■ PROBLEM TO SOLVE
Every line between the top of the data below and the line with "to each file.", both ends included, must be retyped exactly.

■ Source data

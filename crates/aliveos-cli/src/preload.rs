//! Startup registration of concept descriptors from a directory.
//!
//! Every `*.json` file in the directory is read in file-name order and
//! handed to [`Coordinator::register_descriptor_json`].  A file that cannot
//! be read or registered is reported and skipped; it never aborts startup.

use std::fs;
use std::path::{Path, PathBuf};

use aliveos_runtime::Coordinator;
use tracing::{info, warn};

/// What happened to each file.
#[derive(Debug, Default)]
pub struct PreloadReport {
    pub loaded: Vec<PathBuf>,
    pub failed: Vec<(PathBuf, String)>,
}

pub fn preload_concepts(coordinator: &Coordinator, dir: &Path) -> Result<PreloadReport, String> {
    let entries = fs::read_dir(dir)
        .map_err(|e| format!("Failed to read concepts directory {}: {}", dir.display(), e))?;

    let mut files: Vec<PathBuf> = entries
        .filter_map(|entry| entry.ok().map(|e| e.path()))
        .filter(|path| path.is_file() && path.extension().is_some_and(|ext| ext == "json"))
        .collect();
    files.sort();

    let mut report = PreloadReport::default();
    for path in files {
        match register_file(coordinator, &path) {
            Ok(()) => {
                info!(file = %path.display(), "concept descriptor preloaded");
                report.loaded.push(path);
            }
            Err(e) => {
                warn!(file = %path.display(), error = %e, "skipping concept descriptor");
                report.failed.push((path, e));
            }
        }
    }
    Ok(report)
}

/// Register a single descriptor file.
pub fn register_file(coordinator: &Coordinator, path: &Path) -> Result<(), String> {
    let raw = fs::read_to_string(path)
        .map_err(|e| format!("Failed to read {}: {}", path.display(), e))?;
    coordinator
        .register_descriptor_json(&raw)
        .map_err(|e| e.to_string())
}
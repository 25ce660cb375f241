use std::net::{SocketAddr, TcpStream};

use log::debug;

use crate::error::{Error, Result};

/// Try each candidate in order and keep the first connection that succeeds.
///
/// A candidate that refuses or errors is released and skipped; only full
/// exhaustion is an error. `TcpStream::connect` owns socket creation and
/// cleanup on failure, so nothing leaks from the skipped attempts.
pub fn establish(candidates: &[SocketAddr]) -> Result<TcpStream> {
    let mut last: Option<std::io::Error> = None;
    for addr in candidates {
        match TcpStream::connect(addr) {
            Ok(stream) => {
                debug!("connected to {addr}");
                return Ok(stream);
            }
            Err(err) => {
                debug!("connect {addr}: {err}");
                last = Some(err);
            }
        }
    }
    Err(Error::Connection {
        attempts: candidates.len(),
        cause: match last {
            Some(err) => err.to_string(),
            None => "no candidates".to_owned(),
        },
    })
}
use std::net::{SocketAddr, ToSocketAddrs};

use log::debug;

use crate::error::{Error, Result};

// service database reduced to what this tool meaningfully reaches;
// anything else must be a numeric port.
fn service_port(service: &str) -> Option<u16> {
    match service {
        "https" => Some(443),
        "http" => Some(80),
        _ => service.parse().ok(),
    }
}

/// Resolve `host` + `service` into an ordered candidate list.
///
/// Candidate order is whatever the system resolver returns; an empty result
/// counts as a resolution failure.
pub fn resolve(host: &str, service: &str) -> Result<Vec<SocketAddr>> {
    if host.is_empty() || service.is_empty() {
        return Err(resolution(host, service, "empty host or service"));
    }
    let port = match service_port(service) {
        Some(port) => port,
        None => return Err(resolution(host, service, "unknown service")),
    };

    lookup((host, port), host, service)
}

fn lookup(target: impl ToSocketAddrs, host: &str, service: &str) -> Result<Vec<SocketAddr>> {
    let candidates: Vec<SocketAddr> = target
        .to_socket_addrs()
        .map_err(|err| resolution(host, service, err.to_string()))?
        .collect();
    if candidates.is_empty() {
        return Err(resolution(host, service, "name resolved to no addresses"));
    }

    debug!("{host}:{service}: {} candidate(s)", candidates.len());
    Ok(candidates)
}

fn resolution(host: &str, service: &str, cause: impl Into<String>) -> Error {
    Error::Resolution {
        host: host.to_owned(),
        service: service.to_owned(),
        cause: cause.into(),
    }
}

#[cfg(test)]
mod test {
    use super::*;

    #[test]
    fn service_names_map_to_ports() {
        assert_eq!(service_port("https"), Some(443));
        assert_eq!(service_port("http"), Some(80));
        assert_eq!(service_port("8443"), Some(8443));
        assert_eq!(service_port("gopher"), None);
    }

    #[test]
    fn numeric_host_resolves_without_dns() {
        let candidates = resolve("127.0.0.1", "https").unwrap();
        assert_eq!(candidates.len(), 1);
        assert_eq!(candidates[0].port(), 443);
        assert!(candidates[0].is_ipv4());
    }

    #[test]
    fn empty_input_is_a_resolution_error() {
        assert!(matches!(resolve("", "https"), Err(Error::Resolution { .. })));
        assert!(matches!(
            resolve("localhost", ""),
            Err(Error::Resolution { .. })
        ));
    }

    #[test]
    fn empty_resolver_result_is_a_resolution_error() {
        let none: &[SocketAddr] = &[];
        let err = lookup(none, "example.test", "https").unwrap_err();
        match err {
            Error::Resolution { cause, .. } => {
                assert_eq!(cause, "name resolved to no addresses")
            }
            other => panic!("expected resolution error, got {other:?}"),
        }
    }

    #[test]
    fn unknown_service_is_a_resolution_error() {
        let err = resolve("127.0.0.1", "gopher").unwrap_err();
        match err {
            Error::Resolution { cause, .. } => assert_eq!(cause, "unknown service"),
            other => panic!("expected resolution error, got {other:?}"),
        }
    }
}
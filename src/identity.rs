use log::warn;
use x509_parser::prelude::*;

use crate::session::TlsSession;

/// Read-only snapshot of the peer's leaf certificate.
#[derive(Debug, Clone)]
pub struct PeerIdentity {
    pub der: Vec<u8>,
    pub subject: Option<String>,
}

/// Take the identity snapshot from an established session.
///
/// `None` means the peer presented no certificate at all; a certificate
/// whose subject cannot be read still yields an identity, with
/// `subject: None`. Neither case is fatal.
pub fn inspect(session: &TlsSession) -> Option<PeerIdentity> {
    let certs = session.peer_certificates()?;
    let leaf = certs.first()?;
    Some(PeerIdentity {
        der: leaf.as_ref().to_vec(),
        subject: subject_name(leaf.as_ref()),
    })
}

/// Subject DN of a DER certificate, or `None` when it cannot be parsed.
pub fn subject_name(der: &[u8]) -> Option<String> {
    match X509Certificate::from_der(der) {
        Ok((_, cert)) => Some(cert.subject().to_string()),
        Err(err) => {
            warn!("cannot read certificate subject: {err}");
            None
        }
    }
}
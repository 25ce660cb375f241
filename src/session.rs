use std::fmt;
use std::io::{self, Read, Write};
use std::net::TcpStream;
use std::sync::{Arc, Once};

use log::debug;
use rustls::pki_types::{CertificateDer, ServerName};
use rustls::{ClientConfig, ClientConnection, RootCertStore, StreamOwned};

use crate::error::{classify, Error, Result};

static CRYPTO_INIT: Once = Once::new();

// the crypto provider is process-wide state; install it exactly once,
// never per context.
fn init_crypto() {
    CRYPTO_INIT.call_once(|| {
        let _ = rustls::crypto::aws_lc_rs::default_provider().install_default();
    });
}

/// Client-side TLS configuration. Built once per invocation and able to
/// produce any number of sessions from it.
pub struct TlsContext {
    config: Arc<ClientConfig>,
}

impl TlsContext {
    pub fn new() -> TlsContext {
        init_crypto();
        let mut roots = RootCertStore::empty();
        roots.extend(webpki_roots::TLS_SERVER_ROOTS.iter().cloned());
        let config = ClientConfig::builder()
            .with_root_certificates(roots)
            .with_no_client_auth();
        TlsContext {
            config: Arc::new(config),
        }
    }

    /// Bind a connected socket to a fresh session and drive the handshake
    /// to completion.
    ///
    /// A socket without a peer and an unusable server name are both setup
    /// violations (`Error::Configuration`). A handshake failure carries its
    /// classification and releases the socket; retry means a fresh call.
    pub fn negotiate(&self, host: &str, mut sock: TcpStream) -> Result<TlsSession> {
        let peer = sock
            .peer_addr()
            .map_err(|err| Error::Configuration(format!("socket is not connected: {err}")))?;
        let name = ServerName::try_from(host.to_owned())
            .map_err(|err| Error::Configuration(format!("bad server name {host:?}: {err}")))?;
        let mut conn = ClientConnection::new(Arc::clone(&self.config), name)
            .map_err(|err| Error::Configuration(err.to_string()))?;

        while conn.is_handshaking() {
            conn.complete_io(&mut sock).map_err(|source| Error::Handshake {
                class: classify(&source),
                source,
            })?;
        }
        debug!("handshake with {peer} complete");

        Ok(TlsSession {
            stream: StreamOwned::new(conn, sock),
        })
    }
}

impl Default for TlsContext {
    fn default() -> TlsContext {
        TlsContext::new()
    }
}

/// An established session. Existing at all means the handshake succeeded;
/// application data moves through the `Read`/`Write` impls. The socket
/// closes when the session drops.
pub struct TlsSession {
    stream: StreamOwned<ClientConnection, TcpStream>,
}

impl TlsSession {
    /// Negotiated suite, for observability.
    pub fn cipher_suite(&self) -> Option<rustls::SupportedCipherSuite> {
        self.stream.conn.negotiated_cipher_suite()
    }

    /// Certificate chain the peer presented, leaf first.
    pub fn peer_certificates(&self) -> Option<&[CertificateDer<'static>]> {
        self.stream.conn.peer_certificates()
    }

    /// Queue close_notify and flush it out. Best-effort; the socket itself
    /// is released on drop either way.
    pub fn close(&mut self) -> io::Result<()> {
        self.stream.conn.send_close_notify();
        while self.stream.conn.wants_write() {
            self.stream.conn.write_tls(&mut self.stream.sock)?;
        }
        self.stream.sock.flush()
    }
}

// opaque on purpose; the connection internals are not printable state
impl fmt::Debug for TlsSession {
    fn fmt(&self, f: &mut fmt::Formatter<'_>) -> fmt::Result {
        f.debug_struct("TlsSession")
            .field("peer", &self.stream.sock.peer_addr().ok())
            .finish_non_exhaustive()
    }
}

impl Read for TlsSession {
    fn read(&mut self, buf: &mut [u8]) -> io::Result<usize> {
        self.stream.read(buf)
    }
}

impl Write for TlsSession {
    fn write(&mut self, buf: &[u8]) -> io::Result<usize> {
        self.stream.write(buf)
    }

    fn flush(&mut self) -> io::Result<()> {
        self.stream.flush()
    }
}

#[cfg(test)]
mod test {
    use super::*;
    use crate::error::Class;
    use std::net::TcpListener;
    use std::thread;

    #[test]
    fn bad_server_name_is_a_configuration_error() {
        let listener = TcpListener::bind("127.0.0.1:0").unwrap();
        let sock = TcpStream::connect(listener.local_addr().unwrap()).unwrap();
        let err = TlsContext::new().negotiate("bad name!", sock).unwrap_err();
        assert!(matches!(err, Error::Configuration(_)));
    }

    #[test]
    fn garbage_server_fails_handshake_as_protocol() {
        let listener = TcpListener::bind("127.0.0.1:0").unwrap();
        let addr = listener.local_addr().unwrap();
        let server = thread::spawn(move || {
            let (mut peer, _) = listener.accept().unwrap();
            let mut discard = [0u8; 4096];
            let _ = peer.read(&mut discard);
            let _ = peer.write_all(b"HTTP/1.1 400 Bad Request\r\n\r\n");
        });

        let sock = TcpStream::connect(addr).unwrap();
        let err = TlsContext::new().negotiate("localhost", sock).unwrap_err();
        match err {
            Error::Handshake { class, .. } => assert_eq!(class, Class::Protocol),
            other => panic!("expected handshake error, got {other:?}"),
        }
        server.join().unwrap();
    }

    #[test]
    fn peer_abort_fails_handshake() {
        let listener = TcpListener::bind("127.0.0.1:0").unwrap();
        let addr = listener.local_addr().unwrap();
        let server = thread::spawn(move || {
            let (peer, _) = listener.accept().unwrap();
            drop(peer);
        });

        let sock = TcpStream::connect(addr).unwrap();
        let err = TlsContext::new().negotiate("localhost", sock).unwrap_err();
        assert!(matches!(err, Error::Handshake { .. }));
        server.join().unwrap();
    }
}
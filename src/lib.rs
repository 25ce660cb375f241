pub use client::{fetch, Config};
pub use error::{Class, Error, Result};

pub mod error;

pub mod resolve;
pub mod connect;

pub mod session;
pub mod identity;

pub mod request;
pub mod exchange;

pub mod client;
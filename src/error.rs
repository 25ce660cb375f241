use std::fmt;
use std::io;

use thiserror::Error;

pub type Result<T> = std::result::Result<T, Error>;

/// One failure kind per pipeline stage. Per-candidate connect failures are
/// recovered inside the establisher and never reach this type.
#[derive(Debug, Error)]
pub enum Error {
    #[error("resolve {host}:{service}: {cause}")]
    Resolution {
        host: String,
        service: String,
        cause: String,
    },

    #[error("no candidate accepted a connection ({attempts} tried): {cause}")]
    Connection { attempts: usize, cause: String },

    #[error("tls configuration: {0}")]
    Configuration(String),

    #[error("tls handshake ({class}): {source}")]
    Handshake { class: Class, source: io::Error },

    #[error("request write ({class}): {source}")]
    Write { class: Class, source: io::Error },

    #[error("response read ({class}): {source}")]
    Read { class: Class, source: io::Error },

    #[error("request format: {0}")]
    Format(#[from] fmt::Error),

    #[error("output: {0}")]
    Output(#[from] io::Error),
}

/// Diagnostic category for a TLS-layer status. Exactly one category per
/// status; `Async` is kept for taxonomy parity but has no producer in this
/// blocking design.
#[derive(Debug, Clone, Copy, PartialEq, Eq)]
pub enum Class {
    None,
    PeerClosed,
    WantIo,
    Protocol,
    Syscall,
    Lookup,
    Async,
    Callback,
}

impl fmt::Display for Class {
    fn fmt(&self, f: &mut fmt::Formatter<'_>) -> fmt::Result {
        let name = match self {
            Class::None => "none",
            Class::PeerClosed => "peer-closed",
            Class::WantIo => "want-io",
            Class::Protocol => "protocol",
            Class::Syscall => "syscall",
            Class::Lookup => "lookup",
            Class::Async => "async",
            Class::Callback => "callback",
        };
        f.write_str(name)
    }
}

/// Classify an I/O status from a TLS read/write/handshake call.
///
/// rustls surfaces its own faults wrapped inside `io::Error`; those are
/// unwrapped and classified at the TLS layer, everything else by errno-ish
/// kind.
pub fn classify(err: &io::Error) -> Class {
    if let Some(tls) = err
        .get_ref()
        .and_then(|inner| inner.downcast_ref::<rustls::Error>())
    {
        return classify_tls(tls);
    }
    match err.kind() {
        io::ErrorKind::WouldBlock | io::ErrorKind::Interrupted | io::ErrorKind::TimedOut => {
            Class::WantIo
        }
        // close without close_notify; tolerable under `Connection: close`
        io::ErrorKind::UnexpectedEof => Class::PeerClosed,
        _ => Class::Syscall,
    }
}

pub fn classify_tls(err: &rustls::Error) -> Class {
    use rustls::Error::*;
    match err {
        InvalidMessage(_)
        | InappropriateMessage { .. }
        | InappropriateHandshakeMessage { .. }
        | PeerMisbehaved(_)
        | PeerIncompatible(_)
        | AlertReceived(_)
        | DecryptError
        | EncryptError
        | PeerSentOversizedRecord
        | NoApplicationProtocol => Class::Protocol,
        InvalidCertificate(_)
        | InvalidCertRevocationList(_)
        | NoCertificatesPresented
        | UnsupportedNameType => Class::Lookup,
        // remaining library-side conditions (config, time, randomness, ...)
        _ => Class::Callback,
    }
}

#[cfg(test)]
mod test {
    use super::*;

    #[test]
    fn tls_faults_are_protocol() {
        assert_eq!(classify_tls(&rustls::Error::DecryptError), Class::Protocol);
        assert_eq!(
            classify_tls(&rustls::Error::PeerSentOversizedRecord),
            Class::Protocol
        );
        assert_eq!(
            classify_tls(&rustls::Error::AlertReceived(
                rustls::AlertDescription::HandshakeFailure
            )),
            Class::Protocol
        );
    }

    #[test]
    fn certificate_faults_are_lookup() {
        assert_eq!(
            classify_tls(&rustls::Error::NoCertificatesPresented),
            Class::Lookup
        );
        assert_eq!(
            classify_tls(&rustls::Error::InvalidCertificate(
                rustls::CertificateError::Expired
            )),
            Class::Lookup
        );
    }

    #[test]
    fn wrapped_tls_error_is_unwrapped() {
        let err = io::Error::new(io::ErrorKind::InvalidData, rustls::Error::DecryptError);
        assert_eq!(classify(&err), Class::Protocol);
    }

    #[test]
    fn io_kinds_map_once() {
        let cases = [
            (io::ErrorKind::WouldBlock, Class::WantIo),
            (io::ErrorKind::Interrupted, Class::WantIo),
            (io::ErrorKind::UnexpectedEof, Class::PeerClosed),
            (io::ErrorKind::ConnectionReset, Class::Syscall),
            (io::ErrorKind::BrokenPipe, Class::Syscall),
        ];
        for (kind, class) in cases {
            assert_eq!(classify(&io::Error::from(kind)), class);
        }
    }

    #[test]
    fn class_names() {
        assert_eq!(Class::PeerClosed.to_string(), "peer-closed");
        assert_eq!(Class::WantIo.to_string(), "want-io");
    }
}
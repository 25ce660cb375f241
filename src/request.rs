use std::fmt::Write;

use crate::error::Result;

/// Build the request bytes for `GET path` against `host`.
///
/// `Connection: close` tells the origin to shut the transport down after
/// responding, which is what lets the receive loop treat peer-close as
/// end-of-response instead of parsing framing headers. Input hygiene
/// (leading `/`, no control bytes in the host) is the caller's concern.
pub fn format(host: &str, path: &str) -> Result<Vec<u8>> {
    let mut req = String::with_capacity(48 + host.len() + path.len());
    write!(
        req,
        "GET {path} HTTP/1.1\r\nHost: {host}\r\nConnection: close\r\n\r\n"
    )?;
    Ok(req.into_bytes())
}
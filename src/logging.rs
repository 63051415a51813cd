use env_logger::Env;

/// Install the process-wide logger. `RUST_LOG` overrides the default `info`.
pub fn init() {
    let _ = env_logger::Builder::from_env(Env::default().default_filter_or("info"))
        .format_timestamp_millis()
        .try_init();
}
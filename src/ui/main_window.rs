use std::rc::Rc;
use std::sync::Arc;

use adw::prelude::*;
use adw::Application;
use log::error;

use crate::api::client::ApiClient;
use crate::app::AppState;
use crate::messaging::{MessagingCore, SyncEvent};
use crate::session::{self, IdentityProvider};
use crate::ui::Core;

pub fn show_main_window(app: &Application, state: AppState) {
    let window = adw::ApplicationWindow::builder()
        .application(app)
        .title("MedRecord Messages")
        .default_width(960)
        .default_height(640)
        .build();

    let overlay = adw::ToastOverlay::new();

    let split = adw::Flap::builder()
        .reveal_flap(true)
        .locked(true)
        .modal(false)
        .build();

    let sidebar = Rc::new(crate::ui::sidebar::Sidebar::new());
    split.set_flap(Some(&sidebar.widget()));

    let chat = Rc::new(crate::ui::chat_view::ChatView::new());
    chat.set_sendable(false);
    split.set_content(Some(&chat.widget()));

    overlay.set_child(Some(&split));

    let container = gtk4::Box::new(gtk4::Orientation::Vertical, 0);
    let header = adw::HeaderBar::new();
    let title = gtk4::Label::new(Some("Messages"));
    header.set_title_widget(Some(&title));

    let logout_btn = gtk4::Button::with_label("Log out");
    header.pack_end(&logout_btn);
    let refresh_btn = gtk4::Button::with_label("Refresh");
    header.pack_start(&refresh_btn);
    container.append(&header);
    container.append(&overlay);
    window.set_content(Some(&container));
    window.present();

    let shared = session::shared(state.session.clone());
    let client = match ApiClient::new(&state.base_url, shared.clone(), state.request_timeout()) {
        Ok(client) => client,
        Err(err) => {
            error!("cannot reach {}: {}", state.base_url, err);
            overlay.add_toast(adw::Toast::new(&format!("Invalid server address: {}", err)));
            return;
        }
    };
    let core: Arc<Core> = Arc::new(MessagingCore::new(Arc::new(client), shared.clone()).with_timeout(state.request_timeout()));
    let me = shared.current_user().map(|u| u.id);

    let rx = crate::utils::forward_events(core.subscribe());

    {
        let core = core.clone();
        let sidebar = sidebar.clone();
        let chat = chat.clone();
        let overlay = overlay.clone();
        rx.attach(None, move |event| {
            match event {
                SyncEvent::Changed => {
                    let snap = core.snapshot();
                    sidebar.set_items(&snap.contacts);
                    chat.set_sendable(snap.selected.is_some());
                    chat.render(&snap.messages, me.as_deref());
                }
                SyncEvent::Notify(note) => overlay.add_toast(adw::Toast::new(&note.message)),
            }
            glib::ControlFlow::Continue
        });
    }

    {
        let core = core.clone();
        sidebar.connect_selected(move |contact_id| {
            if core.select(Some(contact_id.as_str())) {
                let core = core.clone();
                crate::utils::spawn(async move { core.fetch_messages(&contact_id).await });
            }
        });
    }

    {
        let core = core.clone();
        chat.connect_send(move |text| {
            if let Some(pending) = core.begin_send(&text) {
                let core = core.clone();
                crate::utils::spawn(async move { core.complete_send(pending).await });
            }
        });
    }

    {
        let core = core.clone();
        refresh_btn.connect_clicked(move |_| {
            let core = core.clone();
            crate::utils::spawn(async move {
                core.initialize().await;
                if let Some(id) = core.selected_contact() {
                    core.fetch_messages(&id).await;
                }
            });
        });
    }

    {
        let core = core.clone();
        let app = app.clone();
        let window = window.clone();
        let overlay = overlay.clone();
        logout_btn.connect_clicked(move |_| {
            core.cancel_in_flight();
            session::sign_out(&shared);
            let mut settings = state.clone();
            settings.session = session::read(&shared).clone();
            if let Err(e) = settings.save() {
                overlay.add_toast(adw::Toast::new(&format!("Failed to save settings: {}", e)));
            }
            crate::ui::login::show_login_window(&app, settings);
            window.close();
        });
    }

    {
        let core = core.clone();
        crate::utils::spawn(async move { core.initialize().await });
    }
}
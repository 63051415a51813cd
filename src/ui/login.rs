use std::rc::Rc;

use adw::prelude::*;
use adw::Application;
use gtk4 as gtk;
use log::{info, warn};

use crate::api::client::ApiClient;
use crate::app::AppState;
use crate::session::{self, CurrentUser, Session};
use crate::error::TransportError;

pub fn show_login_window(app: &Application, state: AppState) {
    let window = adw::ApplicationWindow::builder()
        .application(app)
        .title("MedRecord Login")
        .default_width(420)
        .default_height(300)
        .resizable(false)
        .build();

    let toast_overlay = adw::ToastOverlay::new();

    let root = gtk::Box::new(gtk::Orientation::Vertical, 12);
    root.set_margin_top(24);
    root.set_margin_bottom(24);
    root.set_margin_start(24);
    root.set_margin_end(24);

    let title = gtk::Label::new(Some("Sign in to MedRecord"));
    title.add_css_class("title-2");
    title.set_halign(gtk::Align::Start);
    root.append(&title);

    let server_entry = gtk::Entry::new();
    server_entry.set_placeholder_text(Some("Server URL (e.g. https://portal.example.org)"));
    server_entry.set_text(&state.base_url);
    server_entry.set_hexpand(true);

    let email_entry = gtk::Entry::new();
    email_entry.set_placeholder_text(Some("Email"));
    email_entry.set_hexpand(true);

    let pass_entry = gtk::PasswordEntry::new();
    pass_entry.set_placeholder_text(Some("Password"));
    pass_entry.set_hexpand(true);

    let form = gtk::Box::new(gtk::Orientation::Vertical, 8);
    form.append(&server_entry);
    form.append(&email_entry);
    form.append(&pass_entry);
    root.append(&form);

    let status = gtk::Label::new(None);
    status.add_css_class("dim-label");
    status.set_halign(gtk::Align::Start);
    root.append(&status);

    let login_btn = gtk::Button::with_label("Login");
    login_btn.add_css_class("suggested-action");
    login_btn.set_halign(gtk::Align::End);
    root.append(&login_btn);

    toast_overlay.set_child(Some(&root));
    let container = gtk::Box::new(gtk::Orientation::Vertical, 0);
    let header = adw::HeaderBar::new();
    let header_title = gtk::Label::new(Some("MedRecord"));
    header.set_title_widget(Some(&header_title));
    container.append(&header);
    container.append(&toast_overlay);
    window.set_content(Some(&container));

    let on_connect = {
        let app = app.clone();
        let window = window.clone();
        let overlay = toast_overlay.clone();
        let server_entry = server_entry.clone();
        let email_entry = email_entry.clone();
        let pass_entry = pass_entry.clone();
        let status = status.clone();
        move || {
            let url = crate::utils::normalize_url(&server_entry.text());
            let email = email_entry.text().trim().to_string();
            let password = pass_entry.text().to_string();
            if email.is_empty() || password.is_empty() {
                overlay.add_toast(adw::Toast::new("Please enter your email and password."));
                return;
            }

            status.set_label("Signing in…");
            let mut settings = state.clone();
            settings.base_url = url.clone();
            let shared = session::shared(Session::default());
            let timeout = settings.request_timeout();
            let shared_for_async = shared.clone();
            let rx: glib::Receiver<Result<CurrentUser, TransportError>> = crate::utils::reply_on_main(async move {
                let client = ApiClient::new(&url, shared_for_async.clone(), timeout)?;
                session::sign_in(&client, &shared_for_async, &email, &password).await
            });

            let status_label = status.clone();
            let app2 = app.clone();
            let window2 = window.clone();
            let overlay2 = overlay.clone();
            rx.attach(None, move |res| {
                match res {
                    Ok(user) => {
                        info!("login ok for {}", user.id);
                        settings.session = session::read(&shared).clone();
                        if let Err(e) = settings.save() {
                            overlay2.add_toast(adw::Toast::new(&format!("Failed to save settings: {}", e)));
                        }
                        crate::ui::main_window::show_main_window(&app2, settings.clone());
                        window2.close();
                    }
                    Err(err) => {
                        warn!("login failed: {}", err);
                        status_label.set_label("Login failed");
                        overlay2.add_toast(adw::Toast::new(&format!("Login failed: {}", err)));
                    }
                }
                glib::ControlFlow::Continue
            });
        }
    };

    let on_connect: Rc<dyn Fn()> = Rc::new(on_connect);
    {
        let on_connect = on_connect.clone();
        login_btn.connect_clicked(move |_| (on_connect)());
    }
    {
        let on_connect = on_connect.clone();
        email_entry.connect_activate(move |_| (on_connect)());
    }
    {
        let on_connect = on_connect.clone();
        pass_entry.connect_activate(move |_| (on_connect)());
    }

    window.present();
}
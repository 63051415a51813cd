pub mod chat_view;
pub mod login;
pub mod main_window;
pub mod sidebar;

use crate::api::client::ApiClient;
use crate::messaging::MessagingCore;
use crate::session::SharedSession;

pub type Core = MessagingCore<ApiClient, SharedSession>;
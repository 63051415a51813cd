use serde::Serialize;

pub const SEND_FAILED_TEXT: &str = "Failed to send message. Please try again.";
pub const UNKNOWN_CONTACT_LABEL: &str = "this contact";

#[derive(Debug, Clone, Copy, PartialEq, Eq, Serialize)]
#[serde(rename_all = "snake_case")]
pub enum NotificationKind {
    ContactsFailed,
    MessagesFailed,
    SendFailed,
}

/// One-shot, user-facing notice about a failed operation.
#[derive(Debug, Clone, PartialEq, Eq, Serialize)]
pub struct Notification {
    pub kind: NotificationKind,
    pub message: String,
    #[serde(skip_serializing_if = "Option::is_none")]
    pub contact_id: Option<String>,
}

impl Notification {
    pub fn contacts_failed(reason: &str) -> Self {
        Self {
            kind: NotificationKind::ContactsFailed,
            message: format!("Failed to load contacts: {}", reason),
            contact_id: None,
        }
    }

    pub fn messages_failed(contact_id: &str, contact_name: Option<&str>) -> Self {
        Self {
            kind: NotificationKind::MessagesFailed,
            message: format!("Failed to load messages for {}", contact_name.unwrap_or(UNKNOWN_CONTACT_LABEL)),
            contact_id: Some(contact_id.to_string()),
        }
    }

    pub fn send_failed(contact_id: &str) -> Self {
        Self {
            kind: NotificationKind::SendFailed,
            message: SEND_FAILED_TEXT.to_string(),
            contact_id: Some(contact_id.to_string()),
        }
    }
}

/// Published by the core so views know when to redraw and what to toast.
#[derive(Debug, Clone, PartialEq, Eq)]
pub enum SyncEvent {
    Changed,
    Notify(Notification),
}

■ TASK OUTPUT
filename crates/aliveos-cli/src/preload.rs
//! Startup registration of concept descriptors from a directory.
//!
//! Every `*.json` file in the directory is read in file-name order and
//! handed to [`Coordinator::register_descriptor_json`].  A file that cannot
//! be read or registered is reported and skipped; it never aborts startup.

use std::fs;
use std::path::{Path, PathBuf};

use aliveos_runtime::Coordinator;
use tracing::{info, warn};

/// What happened to each file.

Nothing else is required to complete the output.